Ok.  So a huge part of homesteading, prepping, and financial planning for the future, is to have what you need in terms of physical necessities and financial assets prior to leaving work and living out one’s “golden” years.

I have long told the middle class saver that one of the most important things you can do by the time you retire is to be debt free – including your mortgage.  Forget what you have ever heard about the interest deduction being good for you.  Pay off your mortgage, all credit debt, and try, if at all possible, to have no vehicle payment.

For instance, we still maintain a house in the city because we need it for work convenience.  We got the farm at the bottom of the foreclosure fiasco of the financial collapse.  We will use the equity from our city house to pay off the farm mortgage at retirement.  If the housing market fails again, I have no qualms about using other savings to pay the mortgage off.  This is our fortress and we will keep it no matter the cost.

Here is what our homestead should look like when we pull the plug on trading our lives and time for paychecks:

  •   The farm mortgage will be paid for. The only ongoing expense for the place will be insurance and property taxes.

> There isn’t much we can do about insurance.  However, we will have our agricultural status for taxes and if we play our cards right and are able to hay the place, the hay should pay the taxes and have enough left over to feed our grazing critters.

  • No utilities:  We won’t have an electricity bill now that the solar is installed.  We will have a minimal propane expense as we are installing solar hot water and a stove, along with a solar hot air condenser that I will be building for heat.  The sun will provide much of our heating and hot water needs.  We are on a well and the solar panels power the pump.  We will have to replace the pump and solar inverter at some point, but those things last a good long time.  The only utility expense we will have is trash removal, but even that will be minimal.  We compost all of our food scraps, burn cardboard and paper, and recycle.  It seems unlikely that we will generate much waste that needs to be removed.
  • Because we raise our own food, our food expenses will be minimal.  We can grow our own greens year round, and given the success of our pigs and chickens, its seems unlikely that the industrial grocery cartels will see much of our money.
  • Vehicles:  Once the farm infrastructure is built, I will not need as big a vehicle as the pickup.  Being retired, we won’t be commuting.  Therefore, we won’t have auto payments and our fuel bills will be very small.
  • Given the sociopathic society we live in, the biggest expense we will have is paying for medical insurance.  Hopefully, someday more altruistic heads will prevail and recognize that healthcare is a right.  I will not go to a nursing home… ever… that’s what the .22 is for.
  • The expense that will replace some of our food bill is feed for our food!  Once the fields are growing grass again, the goats, pigs, cows and chickens can forage to their heart’s content.  There will always be feed costs, but in the scheme of things, it will be much cheaper than having to buy everything from a food system who’s future is anything but rosy.  We will offset a lot of our fertilizer needs by aggressively composting manure and grass.

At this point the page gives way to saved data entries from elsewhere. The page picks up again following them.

// src/deps/validator.rs

//! Dependency readiness checks.
//!
//! A dependency is ready for a consuming model when its last run:
//! - succeeded,
//! - finished no longer ago than the consumer's staleness threshold, and
//! - produced at least the consumer's minimum row count.
//!
//! Every violated rule is reported; validation never stops at the first
//! problem.

use std::collections::BTreeMap;
use std::fmt;
use std::sync::Arc;
use std::time::Duration;

use chrono::{DateTime, Utc};
use tracing::{debug, warn};

use crate::cache::ExecutionCache;
use crate::dag::Model;
use crate::deps::metadata::{MetadataStore, RunSummary};
use crate::engine::{AdmissionGate, ExecutionStatus};
use crate::errors::{ModeldagError, Result};
use crate::types::ModelId;

const LAST_RUN_CACHE_PARAMS: &str = "last_run";

/// Why a single dependency is not ready.
#[derive(Debug, Clone, PartialEq, Eq)]
pub enum NotReadyReason {
    NeverRun,
    LastRunNotSucceeded(ExecutionStatus),
    Stale { age: Duration, threshold: Duration },
    InsufficientRows { rows: u64, minimum: u64 },
    MetadataUnavailable(String),
}

impl fmt::Display for NotReadyReason {
    fn fmt(&self, f: &mut fmt::Formatter<'_>) -> fmt::Result {
        match self {
            NotReadyReason::NeverRun => f.write_str("never run"),
            NotReadyReason::LastRunNotSucceeded(status) => {
                write!(f, "last run {status}")
            }
            NotReadyReason::Stale { age, threshold } => write!(
                f,
                "stale (last success {} ago, threshold {})",
                format_age(*age),
                format_age(*threshold)
            ),
            NotReadyReason::InsufficientRows { rows, minimum } => {
                write!(f, "produced {rows} rows, minimum is {minimum}")
            }
            NotReadyReason::MetadataUnavailable(err) => {
                write!(f, "metadata unavailable: {err}")
            }
        }
    }
}

fn format_age(d: Duration) -> String {
    let secs = d.as_secs();
    if secs >= 3600 && secs % 3600 == 0 {
        format!("{}h", secs / 3600)
    } else if secs >= 60 {
        format!("{}m", secs / 60)
    } else {
        format!("{secs}s")
    }
}

/// Readiness of one declared dependency.
#[derive(Debug, Clone, PartialEq, Eq)]
pub struct DependencyStatus {
    pub dependency: ModelId,
    pub ready: bool,
    /// Age of the last run relative to the validation instant.
    pub staleness: Option<Duration>,
    pub row_count: Option<u64>,
    pub last_success: Option<DateTime<Utc>>,
    pub reasons: Vec<NotReadyReason>,
}

impl DependencyStatus {
    pub fn staleness_minutes(&self) -> Option<u64> {
        self.staleness.map(|d| d.as_secs() / 60)
    }
}

/// Result of validating every dependency of one model.
#[derive(Debug, Clone, PartialEq, Eq)]
pub struct ValidationReport {
    pub model: ModelId,
    pub as_of: DateTime<Utc>,
    pub statuses: Vec<DependencyStatus>,
    pub all_ready: bool,
}

impl ValidationReport {
    pub fn not_ready(&self) -> impl Iterator<Item = &DependencyStatus> {
        self.statuses.iter().filter(|s| !s.ready)
    }

    pub fn status_of(&self, dependency: &str) -> Option<&DependencyStatus> {
        self.statuses.iter().find(|s| s.dependency == dependency)
    }

    /// One line per not-ready dependency, joined with `; `.
    pub fn describe(&self) -> String {
        self.not_ready()
            .map(|s| {
                let reasons: Vec<String> = s.reasons.iter().map(|r| r.to_string()).collect();
                format!("{}: {}", s.dependency, reasons.join(", "))
            })
            .collect::<Vec<_>>()
            .join("; ")
    }

    pub fn to_error(&self) -> ModeldagError {
        ModeldagError::DependencyNotReady {
            model: self.model.clone(),
            details: self.describe(),
        }
    }

    /// `Ok(self)` when every dependency is ready, `DependencyNotReady`
    /// otherwise.
    pub fn into_result(self) -> Result<ValidationReport> {
        if self.all_ready {
            Ok(self)
        } else {
            Err(self.to_error())
        }
    }
}

/// Checks declared dependencies against the metadata store.
#[derive(Debug, Clone)]
pub struct DependencyValidator {
    store: Arc<dyn MetadataStore>,
    cache: Option<(Arc<ExecutionCache<Option<RunSummary>>>, Duration)>,
}

impl DependencyValidator {
    pub fn new(store: Arc<dyn MetadataStore>) -> Self {
        Self { store, cache: None }
    }

    /// Memoize `last_run` lookups for `ttl`.
    pub fn with_cache(
        mut self,
        cache: Arc<ExecutionCache<Option<RunSummary>>>,
        ttl: Duration,
    ) -> Self {
        self.cache = Some((cache, ttl));
        self
    }

    pub fn store(&self) -> &Arc<dyn MetadataStore> {
        &self.store
    }

    /// Drop any memoized lookup for `dep` so the next check reads the store.
    pub fn forget(&self, dep: &str) {
        if let Some((cache, _)) = &self.cache {
            cache.invalidate_model(dep);
        }
    }

    /// Validate every declared dependency of `model` as of `as_of`.
    ///
    /// Store errors do not abort validation; they surface as
    /// [`NotReadyReason::MetadataUnavailable`] on the affected dependency.
    pub fn validate(&self, model: &Model, as_of: DateTime<Utc>) -> Result<ValidationReport> {
        let statuses: Vec<DependencyStatus> = model
            .dependencies
            .iter()
            .map(|dep| self.check_dependency(model, dep, as_of))
            .collect();
        let all_ready = statuses.iter().all(|s| s.ready);

        debug!(
            model = %model.id,
            dependencies = statuses.len(),
            all_ready,
            "validated dependencies"
        );

        Ok(ValidationReport {
            model: model.id.clone(),
            as_of,
            statuses,
            all_ready,
        })
    }

    fn check_dependency(&self, model: &Model, dep: &str, as_of: DateTime<Utc>) -> DependencyStatus {
        let mut status = DependencyStatus {
            dependency: dep.to_string(),
            ready: false,
            staleness: None,
            row_count: None,
            last_success: None,
            reasons: Vec::new(),
        };

        let summary = match self.last_run(dep) {
            Ok(Some(summary)) => summary,
            Ok(None) => {
                status.reasons.push(NotReadyReason::NeverRun);
                return status;
            }
            Err(err) => {
                warn!(model = %model.id, dependency = dep, error = %err, "metadata lookup failed");
                status
                    .reasons
                    .push(NotReadyReason::MetadataUnavailable(err.to_string()));
                return status;
            }
        };

        // Timestamps from the future count as perfectly fresh.
        let age = (as_of - summary.finished_at)
            .to_std()
            .unwrap_or(Duration::ZERO);
        status.staleness = Some(age);
        status.row_count = Some(summary.row_count);

        if summary.status == ExecutionStatus::Succeeded {
            status.last_success = Some(summary.finished_at);
        } else {
            status
                .reasons
                .push(NotReadyReason::LastRunNotSucceeded(summary.status));
        }
        if age > model.staleness_threshold {
            status.reasons.push(NotReadyReason::Stale {
                age,
                threshold: model.staleness_threshold,
            });
        }
        if summary.row_count < model.min_rows {
            status.reasons.push(NotReadyReason::InsufficientRows {
                rows: summary.row_count,
                minimum: model.min_rows,
            });
        }

        status.ready = status.reasons.is_empty();
        status
    }

    fn last_run(&self, dep: &str) -> anyhow::Result<Option<RunSummary>> {
        let Some((cache, ttl)) = &self.cache else {
            return self.store.last_run(dep);
        };
        if let Some(hit) = cache.get(dep, LAST_RUN_CACHE_PARAMS) {
            return Ok(hit);
        }
        let fresh = self.store.last_run(dep)?;
        cache.put(dep, LAST_RUN_CACHE_PARAMS, fresh.clone(), *ttl);
        Ok(fresh)
    }
}

/// Admission gate that re-validates a model's dependencies at the instant
/// the scheduler is about to admit it.
#[derive(Debug, Clone)]
pub struct ReadinessGate {
    validator: DependencyValidator,
    models: Arc<BTreeMap<ModelId, Model>>,
}

impl ReadinessGate {
    pub fn new(validator: DependencyValidator, models: Arc<BTreeMap<ModelId, Model>>) -> Self {
        Self { validator, models }
    }
}

impl AdmissionGate for ReadinessGate {
    fn admit(&self, model: &str) -> bool {
        // Models the gate knows nothing about are not its business.
        let Some(declared) = self.models.get(model) else {
            return true;
        };
        match self.validator.validate(declared, Utc::now()) {
            Ok(report) => {
                if !report.all_ready {
                    debug!(model, details = %report.describe(), "admission held back");
                }
                report.all_ready
            }
            Err(err) => {
                warn!(model, error = %err, "admission check failed");
                false
            }
        }
    }

    fn record_changed(&self, model: &str) {
        self.validator.forget(model);
    }
}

If we do this right, then our ongoing expenses will be:  taxes, insurance, some gas for transportation, some propane for what the sun can’t do for us, trash, medical insurance, some minimal food, feed for our food, some seeds that I can’t save, and the occasional new pair of overalls, boots, t-shirts and toilet paper.

“So what will you do when you are too old to do such things?”  That is what our savings and investments are for.  We will do our best to keep them from being touched until absolutely necessary.  Personally, I don’t think I’ll get far along enough in life for that to matter, so it will all be left to my wife and son.

Because the goal is to be self-sufficient and also to live on as little as possible expense wise, we should be able to make all of those expenses on Social Security – EVEN if the benefits are reduced as seems more and more likely because of the mis-management of the funds we have all paid into all of our working years.  Like most people, we don’t have pensions.  Therefore, by having minimal monthly living expenses, our savings and investments will be allowed to be held in reserve for emergencies and upkeep.

“Well”, asks the citiots, “what will you do to keep yourselves busy?” ” Aren’t you going to travel the world and the seven seas?”  “Won’t you get bored?”  (As I type this, I am laughing hysterically).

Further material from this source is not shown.